** Data records follows **

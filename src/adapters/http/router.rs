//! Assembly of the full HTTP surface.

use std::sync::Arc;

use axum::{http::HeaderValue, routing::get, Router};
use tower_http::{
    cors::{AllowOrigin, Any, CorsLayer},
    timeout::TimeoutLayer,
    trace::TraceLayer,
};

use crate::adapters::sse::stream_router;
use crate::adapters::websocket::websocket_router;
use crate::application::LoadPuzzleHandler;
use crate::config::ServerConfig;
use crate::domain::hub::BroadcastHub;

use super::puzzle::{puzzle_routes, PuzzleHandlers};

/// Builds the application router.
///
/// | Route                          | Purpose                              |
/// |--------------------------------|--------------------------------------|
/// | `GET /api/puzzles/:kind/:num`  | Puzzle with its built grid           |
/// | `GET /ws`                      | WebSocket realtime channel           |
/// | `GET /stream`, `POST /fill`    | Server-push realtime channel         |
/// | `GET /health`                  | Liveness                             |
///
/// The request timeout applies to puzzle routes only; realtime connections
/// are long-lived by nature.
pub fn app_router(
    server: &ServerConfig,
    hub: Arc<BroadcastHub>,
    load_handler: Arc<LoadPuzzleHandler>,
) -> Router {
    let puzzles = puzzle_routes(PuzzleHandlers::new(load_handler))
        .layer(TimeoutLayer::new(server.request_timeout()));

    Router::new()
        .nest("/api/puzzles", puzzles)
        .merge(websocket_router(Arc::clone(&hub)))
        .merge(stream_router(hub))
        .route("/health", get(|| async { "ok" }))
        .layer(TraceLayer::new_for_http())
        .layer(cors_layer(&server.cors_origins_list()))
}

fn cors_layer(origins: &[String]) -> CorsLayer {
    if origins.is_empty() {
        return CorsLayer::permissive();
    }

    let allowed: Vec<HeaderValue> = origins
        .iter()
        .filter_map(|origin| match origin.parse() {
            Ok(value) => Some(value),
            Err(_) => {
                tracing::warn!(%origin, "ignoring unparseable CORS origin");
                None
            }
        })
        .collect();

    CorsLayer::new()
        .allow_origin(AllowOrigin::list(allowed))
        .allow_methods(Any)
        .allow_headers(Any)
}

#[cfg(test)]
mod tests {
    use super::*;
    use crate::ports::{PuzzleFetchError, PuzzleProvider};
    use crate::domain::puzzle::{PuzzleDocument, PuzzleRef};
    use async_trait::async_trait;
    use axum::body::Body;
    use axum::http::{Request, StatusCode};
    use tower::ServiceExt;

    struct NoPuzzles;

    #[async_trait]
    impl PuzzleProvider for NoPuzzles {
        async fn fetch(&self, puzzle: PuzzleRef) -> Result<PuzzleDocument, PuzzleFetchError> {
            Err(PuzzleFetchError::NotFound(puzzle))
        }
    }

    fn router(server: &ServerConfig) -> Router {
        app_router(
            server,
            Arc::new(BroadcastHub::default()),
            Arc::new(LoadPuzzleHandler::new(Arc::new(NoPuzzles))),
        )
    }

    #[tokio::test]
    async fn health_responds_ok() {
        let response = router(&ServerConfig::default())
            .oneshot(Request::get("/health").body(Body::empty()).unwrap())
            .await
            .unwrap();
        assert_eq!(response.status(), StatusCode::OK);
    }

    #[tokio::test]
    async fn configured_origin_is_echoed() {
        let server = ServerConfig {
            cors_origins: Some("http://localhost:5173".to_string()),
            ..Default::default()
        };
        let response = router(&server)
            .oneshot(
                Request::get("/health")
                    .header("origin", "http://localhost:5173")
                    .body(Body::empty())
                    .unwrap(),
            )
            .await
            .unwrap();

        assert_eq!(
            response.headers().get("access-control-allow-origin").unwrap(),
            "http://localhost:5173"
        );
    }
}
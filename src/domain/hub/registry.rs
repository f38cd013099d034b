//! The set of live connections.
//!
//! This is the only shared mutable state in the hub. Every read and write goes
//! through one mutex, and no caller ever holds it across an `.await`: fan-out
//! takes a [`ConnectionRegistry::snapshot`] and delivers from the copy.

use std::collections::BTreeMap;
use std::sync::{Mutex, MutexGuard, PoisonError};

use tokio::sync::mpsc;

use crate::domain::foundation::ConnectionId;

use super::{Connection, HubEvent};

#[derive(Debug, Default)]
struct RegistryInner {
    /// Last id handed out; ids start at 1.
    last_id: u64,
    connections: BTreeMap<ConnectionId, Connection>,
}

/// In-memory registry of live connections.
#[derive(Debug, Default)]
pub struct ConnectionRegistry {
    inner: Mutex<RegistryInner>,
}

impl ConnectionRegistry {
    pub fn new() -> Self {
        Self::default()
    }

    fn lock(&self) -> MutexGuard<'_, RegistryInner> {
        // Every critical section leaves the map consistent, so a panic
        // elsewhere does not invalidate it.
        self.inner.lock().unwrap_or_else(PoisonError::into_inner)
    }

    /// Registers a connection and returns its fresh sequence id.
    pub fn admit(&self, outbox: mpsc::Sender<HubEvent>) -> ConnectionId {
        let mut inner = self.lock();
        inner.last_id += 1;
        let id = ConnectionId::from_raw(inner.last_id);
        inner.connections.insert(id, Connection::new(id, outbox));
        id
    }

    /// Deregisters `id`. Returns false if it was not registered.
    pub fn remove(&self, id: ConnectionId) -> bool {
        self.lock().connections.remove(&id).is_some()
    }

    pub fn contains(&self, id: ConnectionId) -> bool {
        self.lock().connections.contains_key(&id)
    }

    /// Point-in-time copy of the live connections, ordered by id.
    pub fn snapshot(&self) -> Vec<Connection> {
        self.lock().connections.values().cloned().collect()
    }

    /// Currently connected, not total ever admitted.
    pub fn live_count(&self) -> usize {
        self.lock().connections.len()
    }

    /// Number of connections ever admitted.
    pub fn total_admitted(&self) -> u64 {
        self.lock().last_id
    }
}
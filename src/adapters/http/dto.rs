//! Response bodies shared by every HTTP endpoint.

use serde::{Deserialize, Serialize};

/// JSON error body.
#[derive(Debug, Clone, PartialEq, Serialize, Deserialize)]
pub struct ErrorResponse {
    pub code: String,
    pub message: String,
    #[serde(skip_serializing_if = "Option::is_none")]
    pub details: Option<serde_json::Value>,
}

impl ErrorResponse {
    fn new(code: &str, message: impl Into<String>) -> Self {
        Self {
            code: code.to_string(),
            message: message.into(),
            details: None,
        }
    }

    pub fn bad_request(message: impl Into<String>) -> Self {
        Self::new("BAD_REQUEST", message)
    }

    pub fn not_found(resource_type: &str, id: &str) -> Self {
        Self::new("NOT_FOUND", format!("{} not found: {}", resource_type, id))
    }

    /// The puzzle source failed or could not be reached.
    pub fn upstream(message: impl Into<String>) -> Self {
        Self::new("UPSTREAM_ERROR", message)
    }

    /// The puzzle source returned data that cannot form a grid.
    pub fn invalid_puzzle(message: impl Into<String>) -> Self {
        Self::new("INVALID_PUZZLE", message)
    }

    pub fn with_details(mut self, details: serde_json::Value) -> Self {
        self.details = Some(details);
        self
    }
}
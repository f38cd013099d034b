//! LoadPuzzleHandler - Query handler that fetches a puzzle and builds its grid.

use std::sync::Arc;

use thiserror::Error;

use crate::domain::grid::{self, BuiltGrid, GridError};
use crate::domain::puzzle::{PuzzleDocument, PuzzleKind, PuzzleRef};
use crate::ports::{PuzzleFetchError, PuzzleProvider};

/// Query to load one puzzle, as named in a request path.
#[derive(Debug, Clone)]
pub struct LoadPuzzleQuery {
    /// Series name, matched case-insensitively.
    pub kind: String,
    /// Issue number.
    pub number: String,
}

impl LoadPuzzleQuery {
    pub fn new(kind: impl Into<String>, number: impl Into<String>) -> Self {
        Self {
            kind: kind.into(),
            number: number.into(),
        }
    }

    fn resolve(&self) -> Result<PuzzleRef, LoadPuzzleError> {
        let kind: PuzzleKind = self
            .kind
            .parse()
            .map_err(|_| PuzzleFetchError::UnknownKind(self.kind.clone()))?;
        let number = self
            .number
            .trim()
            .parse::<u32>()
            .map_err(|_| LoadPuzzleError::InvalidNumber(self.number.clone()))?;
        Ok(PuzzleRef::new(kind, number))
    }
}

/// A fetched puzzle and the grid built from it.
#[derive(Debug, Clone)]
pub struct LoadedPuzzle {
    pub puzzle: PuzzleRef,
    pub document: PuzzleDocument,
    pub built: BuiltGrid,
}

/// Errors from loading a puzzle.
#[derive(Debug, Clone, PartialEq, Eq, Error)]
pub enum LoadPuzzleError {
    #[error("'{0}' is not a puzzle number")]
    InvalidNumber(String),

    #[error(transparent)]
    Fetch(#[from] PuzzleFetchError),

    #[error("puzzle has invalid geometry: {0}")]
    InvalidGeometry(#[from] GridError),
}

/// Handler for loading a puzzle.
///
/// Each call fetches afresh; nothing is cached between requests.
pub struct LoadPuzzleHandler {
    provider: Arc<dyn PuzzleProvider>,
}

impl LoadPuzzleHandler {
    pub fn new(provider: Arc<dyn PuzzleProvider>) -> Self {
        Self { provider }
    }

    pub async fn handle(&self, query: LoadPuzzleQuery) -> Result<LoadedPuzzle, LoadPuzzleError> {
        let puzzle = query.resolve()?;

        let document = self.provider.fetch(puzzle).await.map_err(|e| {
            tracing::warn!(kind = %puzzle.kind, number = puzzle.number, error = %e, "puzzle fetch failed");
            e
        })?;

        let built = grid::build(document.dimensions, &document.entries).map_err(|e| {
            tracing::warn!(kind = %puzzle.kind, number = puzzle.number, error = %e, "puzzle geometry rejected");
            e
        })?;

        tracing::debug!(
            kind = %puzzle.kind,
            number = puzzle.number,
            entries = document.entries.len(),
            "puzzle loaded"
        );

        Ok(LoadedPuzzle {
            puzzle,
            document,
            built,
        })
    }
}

** End of Data records **
** Data records follows **

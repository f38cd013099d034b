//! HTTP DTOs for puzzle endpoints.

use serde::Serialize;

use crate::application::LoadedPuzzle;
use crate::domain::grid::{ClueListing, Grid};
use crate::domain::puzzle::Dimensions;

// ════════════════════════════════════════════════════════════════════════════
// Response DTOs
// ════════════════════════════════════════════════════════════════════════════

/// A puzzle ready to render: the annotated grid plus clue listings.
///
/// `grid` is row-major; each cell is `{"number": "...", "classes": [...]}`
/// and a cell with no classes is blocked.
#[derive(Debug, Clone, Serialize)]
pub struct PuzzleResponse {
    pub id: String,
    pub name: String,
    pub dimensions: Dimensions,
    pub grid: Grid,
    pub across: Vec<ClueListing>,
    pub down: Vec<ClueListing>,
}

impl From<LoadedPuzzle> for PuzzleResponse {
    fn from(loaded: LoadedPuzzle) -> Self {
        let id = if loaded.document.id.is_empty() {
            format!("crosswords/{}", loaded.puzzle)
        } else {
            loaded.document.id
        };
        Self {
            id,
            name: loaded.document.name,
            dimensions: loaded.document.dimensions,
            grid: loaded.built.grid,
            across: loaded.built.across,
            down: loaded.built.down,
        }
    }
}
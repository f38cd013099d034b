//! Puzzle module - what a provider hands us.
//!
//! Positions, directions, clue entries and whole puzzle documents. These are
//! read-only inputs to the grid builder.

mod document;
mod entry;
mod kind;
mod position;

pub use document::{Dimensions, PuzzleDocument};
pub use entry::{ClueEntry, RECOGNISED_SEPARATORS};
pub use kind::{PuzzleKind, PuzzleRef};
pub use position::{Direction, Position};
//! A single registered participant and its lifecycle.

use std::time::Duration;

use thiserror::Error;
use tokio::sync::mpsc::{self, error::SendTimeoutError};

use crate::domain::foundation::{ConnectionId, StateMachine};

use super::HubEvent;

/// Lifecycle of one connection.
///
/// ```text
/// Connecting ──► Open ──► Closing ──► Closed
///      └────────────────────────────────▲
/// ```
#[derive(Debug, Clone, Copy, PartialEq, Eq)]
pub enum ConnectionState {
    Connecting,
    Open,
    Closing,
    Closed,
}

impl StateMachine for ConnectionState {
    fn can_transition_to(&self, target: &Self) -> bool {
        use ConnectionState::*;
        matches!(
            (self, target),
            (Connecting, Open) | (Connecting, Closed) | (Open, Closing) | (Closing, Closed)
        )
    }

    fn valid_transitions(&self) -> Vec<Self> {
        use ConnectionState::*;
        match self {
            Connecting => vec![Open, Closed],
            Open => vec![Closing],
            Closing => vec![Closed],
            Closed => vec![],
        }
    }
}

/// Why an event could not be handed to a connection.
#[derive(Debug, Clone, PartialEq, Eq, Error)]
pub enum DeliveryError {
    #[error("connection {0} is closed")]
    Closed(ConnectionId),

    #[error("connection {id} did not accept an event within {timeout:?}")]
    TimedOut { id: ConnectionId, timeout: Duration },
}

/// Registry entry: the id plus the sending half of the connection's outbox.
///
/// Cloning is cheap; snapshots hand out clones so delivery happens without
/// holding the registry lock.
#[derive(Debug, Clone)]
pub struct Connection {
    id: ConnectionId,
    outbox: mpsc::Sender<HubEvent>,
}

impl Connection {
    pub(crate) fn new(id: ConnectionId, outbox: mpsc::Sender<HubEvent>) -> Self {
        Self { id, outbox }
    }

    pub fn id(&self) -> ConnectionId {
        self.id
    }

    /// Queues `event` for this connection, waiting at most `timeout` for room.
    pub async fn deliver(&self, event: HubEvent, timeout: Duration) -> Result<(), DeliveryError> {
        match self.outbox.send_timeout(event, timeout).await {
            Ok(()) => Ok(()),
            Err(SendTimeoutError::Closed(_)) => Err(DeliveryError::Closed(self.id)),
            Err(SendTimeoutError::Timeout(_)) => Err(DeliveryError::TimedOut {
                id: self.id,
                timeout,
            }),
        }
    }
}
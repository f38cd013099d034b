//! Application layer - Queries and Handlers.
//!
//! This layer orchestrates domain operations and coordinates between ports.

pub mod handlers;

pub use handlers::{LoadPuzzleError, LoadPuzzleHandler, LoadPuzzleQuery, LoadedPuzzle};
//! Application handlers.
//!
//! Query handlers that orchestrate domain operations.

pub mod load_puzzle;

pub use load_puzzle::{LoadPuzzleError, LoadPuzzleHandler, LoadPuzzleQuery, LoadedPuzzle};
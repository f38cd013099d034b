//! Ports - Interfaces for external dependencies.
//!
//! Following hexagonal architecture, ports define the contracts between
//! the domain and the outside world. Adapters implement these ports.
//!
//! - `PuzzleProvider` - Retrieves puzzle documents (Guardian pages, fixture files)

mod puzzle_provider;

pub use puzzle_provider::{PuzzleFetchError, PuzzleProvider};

** End of Data records **
** Data records follows **

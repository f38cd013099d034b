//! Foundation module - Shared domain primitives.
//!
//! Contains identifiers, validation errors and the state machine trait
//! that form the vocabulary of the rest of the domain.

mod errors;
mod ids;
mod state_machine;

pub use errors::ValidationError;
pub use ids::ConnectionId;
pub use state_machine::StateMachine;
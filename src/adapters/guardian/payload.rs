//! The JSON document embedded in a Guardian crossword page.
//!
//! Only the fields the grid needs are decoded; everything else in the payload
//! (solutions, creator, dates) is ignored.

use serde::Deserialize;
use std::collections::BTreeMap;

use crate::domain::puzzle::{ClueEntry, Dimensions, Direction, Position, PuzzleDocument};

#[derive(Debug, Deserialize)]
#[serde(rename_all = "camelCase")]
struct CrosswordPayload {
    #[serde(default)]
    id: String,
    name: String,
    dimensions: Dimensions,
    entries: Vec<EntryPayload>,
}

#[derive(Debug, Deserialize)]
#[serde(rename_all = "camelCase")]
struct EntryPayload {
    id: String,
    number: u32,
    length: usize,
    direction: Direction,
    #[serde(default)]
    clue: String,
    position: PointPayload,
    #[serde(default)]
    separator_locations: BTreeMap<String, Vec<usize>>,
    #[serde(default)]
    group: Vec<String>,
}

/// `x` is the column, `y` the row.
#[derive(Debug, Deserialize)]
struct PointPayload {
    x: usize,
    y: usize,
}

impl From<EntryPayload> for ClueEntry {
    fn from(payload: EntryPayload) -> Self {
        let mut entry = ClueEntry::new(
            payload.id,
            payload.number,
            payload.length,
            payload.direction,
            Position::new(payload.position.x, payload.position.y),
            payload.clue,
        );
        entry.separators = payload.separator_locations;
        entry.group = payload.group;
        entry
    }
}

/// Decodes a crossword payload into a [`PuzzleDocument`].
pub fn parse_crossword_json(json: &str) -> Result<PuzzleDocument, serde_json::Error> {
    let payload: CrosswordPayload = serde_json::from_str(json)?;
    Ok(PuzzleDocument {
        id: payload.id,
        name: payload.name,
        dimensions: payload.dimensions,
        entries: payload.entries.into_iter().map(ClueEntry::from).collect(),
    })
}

** End of Data records **

## Problem to solve
The listing above holds a line with "impl StateMachine for" and a line with "did not accept". Print the stretch from the first through the second, exactly and alone.

## Response to this exercise
impl StateMachine for ConnectionState {
    fn can_transition_to(&self, target: &Self) -> bool {
        use ConnectionState::*;
        matches!(
            (self, target),
            (Connecting, Open) | (Connecting, Closed) | (Open, Closing) | (Closing, Closed)
        )
    }

    fn valid_transitions(&self) -> Vec<Self> {
        use ConnectionState::*;
        match self {
            Connecting => vec![Open, Closed],
            Open => vec![Closing],
            Closing => vec![Closed],
            Closed => vec![],
        }
    }
}

/// Why an event could not be handed to a connection.
#[derive(Debug, Clone, PartialEq, Eq, Error)]
pub enum DeliveryError {
    #[error("connection {0} is closed")]
    Closed(ConnectionId),

    #[error("connection {id} did not accept an event within {timeout:?}")]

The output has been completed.